INDIANAPOLIS (AP) — Perhaps no one in the IRL had a worse May — or a worse race day — than Sarah Fisher.

First, her initial sponsors backed out of their deals after Fisher and her husband poured their life savings into her new race team. Then, armed with a new set of sponsors for yesterday’s Indianapolis 500, Fisher endured a whole new set of problems, culminating with her No. 67 car being taken out in a crash on lap 106.

Like the rest of the month, it wasn’t even her fault.

“I’ve been known my whole career to be able to get out of incidents like that,” Fisher said, crying. “That’s the crazy thing about this sport. This is going to set us back a little bit. I think I’ve experienced every emotion there is to it.”

Fisher crashed three times in her first four career starts at Indy, but this race day might have been the worst of all.

When the traditional command for drivers to start their engines was given, Fisher sat on the starting grid waiting for her crew to fire the engine as the other 32 cars pulled away.

Once she got started, Fisher used the pace laps to get back into her No. 22 starting position.

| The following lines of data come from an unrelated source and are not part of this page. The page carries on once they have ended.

//! Natural-key to surrogate-key lookup tables.
//!
//! After the dimensions are appended, the store is read back for every
//! `(surrogate key, natural key)` pair. The fact builder joins result rows to
//! these lookups; natural keys are compared as text on both sides so integer
//! and string identifiers resolve alike.

use std::collections::BTreeMap;

use f1_model::Dimension;
use polars::prelude::*;

use crate::columns::require_columns;
use crate::error::{Result, TransformError};

/// One lookup frame per dimension, each with the dimension's surrogate-key
/// column and natural-key column.
#[derive(Debug, Clone, Default)]
pub struct KeyLookups {
    frames: BTreeMap<Dimension, DataFrame>,
}

impl KeyLookups {
    pub fn new() -> Self {
        Self::default()
    }

    /// Register the lookup for `dimension`, replacing any previous one.
    pub fn insert(&mut self, dimension: Dimension, frame: DataFrame) -> Result<()> {
        require_columns(
            &frame,
            dimension.table().name,
            &[dimension.surrogate_key(), dimension.natural_key()],
        )?;
        self.frames.insert(dimension, frame);
        Ok(())
    }

    pub fn get(&self, dimension: Dimension) -> Result<&DataFrame> {
        self.frames
            .get(&dimension)
            .ok_or(TransformError::MissingLookup(dimension))
    }

    /// Number of key pairs held for `dimension`.
    pub fn len(&self, dimension: Dimension) -> usize {
        self.frames.get(&dimension).map_or(0, DataFrame::height)
    }

    pub fn is_complete(&self) -> bool {
        Dimension::ALL
            .iter()
            .all(|dimension| self.frames.contains_key(dimension))
    }

    /// The lookup as a lazy frame of `(surrogate key, natural key as text)`,
    /// with the natural key renamed to `join_column`.
    pub(crate) fn join_frame(&self, dimension: Dimension, join_column: &str) -> Result<LazyFrame> {
        let frame = self.get(dimension)?;
        Ok(frame.clone().lazy().select([
            col(dimension.surrogate_key()).cast(DataType::Int64),
            col(dimension.natural_key())
                .cast(DataType::String)
                .alias(join_column),
        ]))
    }
}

But just 13 laps into the race, Fisher spun entering the third turn. Fortunately, she didn’t hit the wall, and after the crew checked the car and got it restarted, Fisher made it back onto the track.

Finally, when race leader Tony Kanaan hit the wall in turn three, he slid across the track right in front of Fisher and sent her sliding into the inside wall.

Rookie parade

Eleven rookies started yesterday’s race. Only six finished it.

That’s not surprising given what normally happens with first-timers on the historic 2½-mile oval.

Graham Rahal, at 19 the youngest driver to win an IndyCar race, was the first one out when he tried to pass a slowing Alex Lloyd in the fourth turn. Rahal went high, ended up too high and slammed into the wall.

Also included among the mangled at day’s end were rookies Justin Wilson, Jaime Camara and Alex Lloyd.

The top rookie finisher was Ryan Hunter-Reay, who started 20th and finished sixth. The improvement was the second-biggest of the day, matching that of two other rookies — Spain’s Oriol Servia and Brazil’s Enrique Bernoldi. Servia went from 25th to 11th, while Bernoldi went from 29th to 15th.

Copyright © 2016 The Washington Times, LLC. Click here for reprint permission.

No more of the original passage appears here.